The Obama administration claims its latest college crusade will help students. On the contrary, its “gainful employment” regulations amount to a hostile takeover attempt by government of the fastest growing higher education sector in the country that will hurt students, taxpayers, and the economy.Education Secretary Arne Duncan acknowledges that most career colleges make a vital contribution to American global competitiveness. The few that don’t leave students with crushing debt and no degree to show for it; however, that outcome is hardly unique to the private or for-profit sector.
Rather than hold bad actors accountable, both public and for-profit alike, through existing laws, since 2010 Duncan has singled out and tried to use his department to exert more control over the for-profit career college sector, which has swelled from 200,000 students in the late 1980s to 2 million as of 2010.
Back in 2010 the U.S. Department of Education unveiled a set of proposed gainful employment rules requiring private for-profit colleges to meet mandated loan repayment rates and debt-to-earnings levels before their students could qualify for federal student aid.
The final regulations unveiled in 2011 deemed students’ employment “gainful” only if it was in an occupation recognized by the federal government. They further mandated student repayment and debt load ratios that a federal judge struck down the following year for being “arbitrary and capricious.”
Undeterred last year the Obama administration revived its crusade against what Duncan called “predatory” career colleges with proposed mandates that are no less arbitrary or capricious than their predecessors.
Under the new proposed regulations unveiled earlier this year, for students to qualify for federal aid for-profit career colleges must prove the estimated annual loan payments of graduates do not exceed 20 percent of their discretionary earnings, or 8 percent of their total earnings, and the default rate for former students does not exceed 30 percent.

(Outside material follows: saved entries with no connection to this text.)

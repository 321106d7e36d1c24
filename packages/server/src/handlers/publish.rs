//! Publish-side handlers.
//!
//! POST /preflight   page safety + overlay diagnostics
//! POST /publish     gate, clone draft, build artifact, attach runtime
//! POST /rollback    rebuild an older published revision and make it live
//! GET  /diff        style-rule diff between two revisions
//! GET  /audit       newest-first audit entries
//! GET  /page/load   page HTML plus the overlay of one environment

use crate::error::{ApiError, ApiResult};
use crate::state::{actor, AppState};
use axum::extract::{Query, State};
use axum::http::HeaderMap;
use axum::Json;
use dve_model::{Environment, ProjectId, RevisionId};
use dve_publish::{PreflightRequest, PublishRequest, RollbackRequest};
use serde::{Deserialize, Serialize};
use serde_json::{json, Value};

pub const DEFAULT_AUDIT_LIMIT: usize = 50;

/// `{"success": true}` merged into a serialized response body
fn success<T: Serialize>(body: &T) -> ApiResult<Json<Value>> {
    let mut value = serde_json::to_value(body).map_err(|err| ApiError::internal(err.to_string()))?;
    if let Some(fields) = value.as_object_mut() {
        fields.insert("success".to_string(), Value::Bool(true));
    }
    Ok(Json(value))
}

pub async fn preflight(
    State(state): State<AppState>,
    Json(req): Json<PreflightRequest>,
) -> ApiResult<Json<Value>> {
    let outcome = state.publisher().preflight(&*state.store()?, &req)?;
    success(&outcome)
}

pub async fn publish(
    State(state): State<AppState>,
    headers: HeaderMap,
    Json(req): Json<PublishRequest>,
) -> ApiResult<Json<Value>> {
    let receipt = state
        .publisher()
        .publish(&mut *state.store()?, &req, actor(&headers).as_deref())?;
    success(&receipt)
}

pub async fn rollback(
    State(state): State<AppState>,
    headers: HeaderMap,
    Json(req): Json<RollbackRequest>,
) -> ApiResult<Json<Value>> {
    let receipt = state
        .publisher()
        .rollback(&mut *state.store()?, &req, actor(&headers).as_deref())?;
    success(&receipt)
}

#[derive(Debug, Deserialize)]
#[serde(rename_all = "camelCase")]
pub struct DiffQuery {
    pub from_revision_id: RevisionId,
    pub to_revision_id: RevisionId,
}

pub async fn diff(State(state): State<AppState>, Query(query): Query<DiffQuery>) -> ApiResult<Json<Value>> {
    let diff = state
        .publisher()
        .diff(&*state.store()?, query.from_revision_id, query.to_revision_id)?;
    success(&diff)
}

#[derive(Debug, Deserialize)]
#[serde(rename_all = "camelCase")]
pub struct AuditQuery {
    pub project_id: ProjectId,
    pub limit: Option<usize>,
}

pub async fn audit(State(state): State<AppState>, Query(query): Query<AuditQuery>) -> ApiResult<Json<Value>> {
    state.require_project(query.project_id)?;
    let limit = query.limit.unwrap_or(DEFAULT_AUDIT_LIMIT);
    let store = state.store()?;
    let entries = store.tables().audit_entries(query.project_id, limit);
    Ok(Json(json!({ "success": true, "entries": entries })))
}

#[derive(Debug, Deserialize)]
#[serde(rename_all = "camelCase")]
pub struct PageLoadQuery {
    pub project_id: ProjectId,
    pub path: Option<String>,
    pub env: Option<String>,
}

pub async fn load_page(
    State(state): State<AppState>,
    Query(query): Query<PageLoadQuery>,
) -> ApiResult<Json<Value>> {
    let environment = Environment::parse_or_default(query.env.as_deref())?;
    let page = state
        .publisher()
        .load_page(&*state.store()?, query.project_id, query.path.as_deref(), environment)?;
    success(&page)
}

Duncan justified the move insisting that 72 percent of for-profit career colleges graduated students who earned less than high school dropouts. That claim has since been roundly dismissed. And there’s ample reason to doubt other claims by his department.
Department of Education officials estimate that 90 percent of career college students losing federal financial aid because of gainful employment regulations will find suitable alternatives. Actual figures tell a very different story.
Should the Obama administration succeed and gainful employment regulations take effect next year, more than 4 out of 10 students currently enrolled at for-profit career colleges could lose access to federal financial aid, according to research by the Association of Private Sector Colleges and Universities. Over the next decade as many as 7.5 million students could lose access.
And who are these students?
Most for-profit career college students are older adults, including members of the military. They are also far more likely to be from traditionally underrepresented populations, including minorities and first-generation college-goers.
These students seek out private for-profit career schools precisely because the public and non-profit sectors aren’t the right options for them, including not offering the desired degree programs or flexible schedules that help them balance family and career responsibilities.
Forcing these students into schools and programs the Obama administration (and its union allies) prefer won’t help them or taxpayers.
The net taxpayer cost of a private for-profit college student is $183 compared to more than $13,000 per public college student. If private for-profit options aren’t available, many of these students would have to transfer to public colleges at cost taxpayers nationwide an additional $1.7 billion annually. In the long-run gainful employment regulations could cost students and taxpayers even more.
As many as 23 million skilled and educated workers are needed over the next decade, and private for-profit career colleges specialize in offering degree programs in the highest-growth occupational fields.
At a time when 90 million Americans are undereducated, 12 million are unemployed, and family incomes are down, gainful employment regulations are the last thing American students, taxpayers, or our economy needs.